The government aims to expand the official market to include all legitimate transactions while cracking down on the illicit parallel market for foreign currency. The government sees a “fair price” for the dollar at N650 to N750. Currently, the official exchange rate is around N800 per dollar.

Ongoing Efforts to Stabilize the Naira

Since Nigeria floated its FX market in mid-June, allowing the naira to trade more freely against the dollar, there has been a significant gap between the official and parallel-market rates, leading to issues of liquidity and the attractiveness of the parallel market’s premium.

Oyedele said the divergence between the official and parallel-market rates “means you are sucking liquidity and supply from the official market to the parallel market, because everyone wants the premium.”

The government has undertaken efforts to reverse this flow of dollars from the official FX window to the parallel market, with measures such as executive orders for dollar-denominated instruments and bonds. In addition, the central bank aims to bring more clarity to how the forex market operates.

The government has also made efforts to boost FX liquidity in the official market, aiming to force prices down in the parallel market. Part of the efforts was disclosed by finance minister, Wale Edun, at a summit in Abuja last week, that Nigeria expects to receive $10 billion of inflows in the coming weeks that will help ease liquidity and clear the backlog of overdue forward contracts weighing on the naira.

Also, President Bola Tinubu has signed two executive orders intending to stabilize Nigeria’s currency and attract investments. One order enables the issuance of dollar-denominated instruments for Nigerians holding dollars locally, while the second facilitates the issuance of dollar-denominated bonds for Nigerians abroad and foreign investors.
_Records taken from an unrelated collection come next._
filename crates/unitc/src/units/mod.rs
//! Units engine: dimension algebra, units files, conversion graph, catalog

pub mod algebra;
mod catalog;
mod description;
mod dimension;
mod graph;
mod lexer;
mod parser;
mod unit;

pub use catalog::{ConversionError, UnitCatalog, NUMBER};
pub use description::{
    ClassDecl, CompoundTerm, ConversionDecl, Direction, UnitDecl, UnitDefinition,
    UnitsDescription,
};
pub use dimension::{Dimension, DimensionDisplay};
pub use graph::{ConversionEdge, ConversionGraph, ConversionTable, CYCLE_TOLERANCE};
pub use lexer::{Lexer, Token, TokenKind};
pub use parser::{load_units_file, parse_units, Parser};
pub use unit::Unit;
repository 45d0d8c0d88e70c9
pub mod commands;
pub mod handlers;
pub mod output;
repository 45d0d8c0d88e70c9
use serde::Serialize;

use crate::model::entry::EntrySheet;
use crate::model::indicator::Indicator;
use crate::model::period::Period;

/// Periods measured for this indicator: those of its frequency
pub fn relevant_periods<'a>(indicator: &Indicator, periods: &'a [Period]) -> Vec<&'a Period> {
    periods
        .iter()
        .filter(|p| p.frequency_id == indicator.frequency_id())
        .collect()
}

/// Sum of entered values for the indicator and its sub-indicators over the
/// given periods. Periods of another frequency are ignored.
pub fn total_for_periods<'a, I>(indicator: &Indicator, periods: I, entries: &EntrySheet) -> f64
where
    I: IntoIterator<Item = &'a Period>,
{
    periods
        .into_iter()
        .filter(|p| p.frequency_id == indicator.frequency_id())
        .map(|p| {
            indicator
                .member_ids()
                .map(|id| entries.numeric_value(id, p.period_id))
                .sum::<f64>()
        })
        .sum()
}

/// Sum of entered values over every relevant period
pub fn total(indicator: &Indicator, periods: &[Period], entries: &EntrySheet) -> f64 {
    total_for_periods(indicator, periods, entries)
}

/// A target of zero (or less) is met by definition
pub fn target_met(indicator: &Indicator, total: f64) -> bool {
    indicator.target_value <= 0.0 || total >= indicator.target_value
}

/// Every relevant period has a non-blank value for the indicator and for
/// each of its sub-indicators
pub fn all_filled(indicator: &Indicator, periods: &[Period], entries: &EntrySheet) -> bool {
    relevant_periods(indicator, periods).iter().all(|p| {
        indicator
            .member_ids()
            .all(|id| !entries.is_blank(id, p.period_id))
    })
}

pub fn is_completed(indicator: &Indicator, periods: &[Period], entries: &EntrySheet) -> bool {
    target_met(indicator, total(indicator, periods, entries)) && all_filled(indicator, periods, entries)
}

/// Progress summary for one indicator
#[derive(Debug, Clone, PartialEq, Serialize)]
pub struct Progress {
    pub indicator_id: u32,
    pub total: f64,
    pub target: f64,
    pub completed: bool,
    /// Non-blank cells across the indicator, its sub-indicators, and relevant periods
    pub filled: usize,
    pub required: usize,
}

impl Progress {
    /// total / target, or None when there is no target
    pub fn ratio(&self) -> Option<f64> {
        if self.target > 0.0 {
            Some(self.total / self.target)
        } else {
            None
        }
    }
}

pub fn progress(indicator: &Indicator, periods: &[Period], entries: &EntrySheet) -> Progress {
    let relevant = relevant_periods(indicator, periods);
    let mut filled = 0;
    let mut required = 0;
    for p in &relevant {
        for id in indicator.member_ids() {
            required += 1;
            if !entries.is_blank(id, p.period_id) {
                filled += 1;
            }
        }
    }
    let total = total(indicator, periods, entries);
    Progress {
        indicator_id: indicator.id,
        total,
        target: indicator.target_value,
        completed: target_met(indicator, total) && filled == required,
        filled,
        required,
    }
}


#[cfg(test)]
mod tests {
    use super::fixtures::*;
    use super::*;

    #[test]
    fn target_reached_with_all_periods_filled() {
        let ind = indicator(1, "Visits", 100.0, monthly());
        let periods = two_months();
        let entries = sheet(&[(1, 1, "40"), (1, 2, "60")]);
        assert_eq!(total(&ind, &periods, &entries), 100.0);
        assert!(is_completed(&ind, &periods, &entries));
    }

    #[test]
    fn all_filled_but_below_target() {
        let ind = indicator(1, "Visits", 100.0, monthly());
        let periods = two_months();
        let entries = sheet(&[(1, 1, "1"), (1, 2, "2")]);
        assert!(!is_completed(&ind, &periods, &entries));
    }

    #[test]
    fn target_reached_but_one_period_blank() {
        let ind = indicator(1, "Visits", 100.0, monthly());
        let periods = two_months();
        let entries = sheet(&[(1, 1, "150"), (1, 2, "  ")]);
        assert!(total(&ind, &periods, &entries) >= 100.0);
        assert!(!is_completed(&ind, &periods, &entries));
    }

    #[test]
    fn zero_counts_as_entered() {
        let ind = indicator(1, "Incidents", 0.0, monthly());
        let periods = two_months();
        let entries = sheet(&[(1, 1, "0"), (1, 2, "0")]);
        assert!(is_completed(&ind, &periods, &entries));
    }

    #[test]
    fn sub_indicator_values_roll_up_and_must_be_filled() {
        let mut ind = indicator(1, "Revenue", 100.0, monthly());
        ind.sub_indicators = vec![sub(10, "Ward", 1), sub(11, "Clinic", 2)];
        let periods = two_months();

        let entries = sheet(&[
            (1, 1, "10"),
            (1, 2, "10"),
            (10, 1, "20"),
            (10, 2, "20"),
            (11, 1, "20"),
            (11, 2, "20"),
        ]);
        assert_eq!(total(&ind, &periods, &entries), 100.0);
        assert!(is_completed(&ind, &periods, &entries));

        let missing_sub = sheet(&[
            (1, 1, "10"),
            (1, 2, "10"),
            (10, 1, "50"),
            (10, 2, "50"),
            (11, 1, "20"),
        ]);
        assert!(!is_completed(&ind, &periods, &missing_sub));
    }

    #[test]
    fn other_frequency_periods_are_ignored() {
        let ind = indicator(1, "Visits", 10.0, monthly());
        let mut periods = two_months();
        periods.push(period(3, "2024-01-01", "2024-03-31", 2));
        let entries = sheet(&[(1, 1, "5"), (1, 2, "5"), (1, 3, "99")]);
        assert_eq!(total(&ind, &periods, &entries), 10.0);
        assert_eq!(relevant_periods(&ind, &periods).len(), 2);
    }

    #[test]
    fn non_numeric_values_contribute_zero_but_are_present() {
        let ind = indicator(1, "Visits", 10.0, monthly());
        let periods = two_months();
        let entries = sheet(&[(1, 1, "abc"), (1, 2, "10")]);
        assert_eq!(total(&ind, &periods, &entries), 10.0);
        assert!(is_completed(&ind, &periods, &entries));
    }

    #[test]
    fn progress_counts_cells() {
        let mut ind = indicator(1, "Revenue", 200.0, monthly());
        ind.sub_indicators = vec![sub(10, "Ward", 1)];
        let periods = two_months();
        let entries = sheet(&[(1, 1, "50"), (10, 1, "50")]);
        let p = progress(&ind, &periods, &entries);
        assert_eq!(p.filled, 2);
        assert_eq!(p.required, 4);
        assert_eq!(p.total, 100.0);
        assert_eq!(p.ratio(), Some(0.5));
        assert!(!p.completed);
    }
}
These measures are intended to reverse the flow of dollars from the official FX window to the parallel market, providing alternative channels for currency usage and investment. The executive orders are in the process of being officially announced.

However, these efforts have been juxtaposed by prevaricating management decisions of the central bank in striking a balance between a more flexible exchange rate system and maintaining stability in the currency. For instance, while the central bank initially indicated in June that the naira’s exchange rate would be determined by supply and demand, it later appeared to reintroduce controls to stabilize the currency following a 40% devaluation.

Naira Performance

However, the naira has appreciated in the market in recent days, a performance attributed to news that the government is working to secure a $10 billion loan to boost dollar liquidity.

But despite recent appreciation on the parallel market, the naira still faces a significant gap between the official and parallel rates. On the parallel market, the naira closed at N110/$ on Monday, compared to N1230/$ the previous Friday. In contrast, the official Investor & Exporter (I&E) window (newly renamed Nigerian automated foreign exchange market, NAFEM) closed at N993.82/$, weaker than the N789.94/$ the previous Friday.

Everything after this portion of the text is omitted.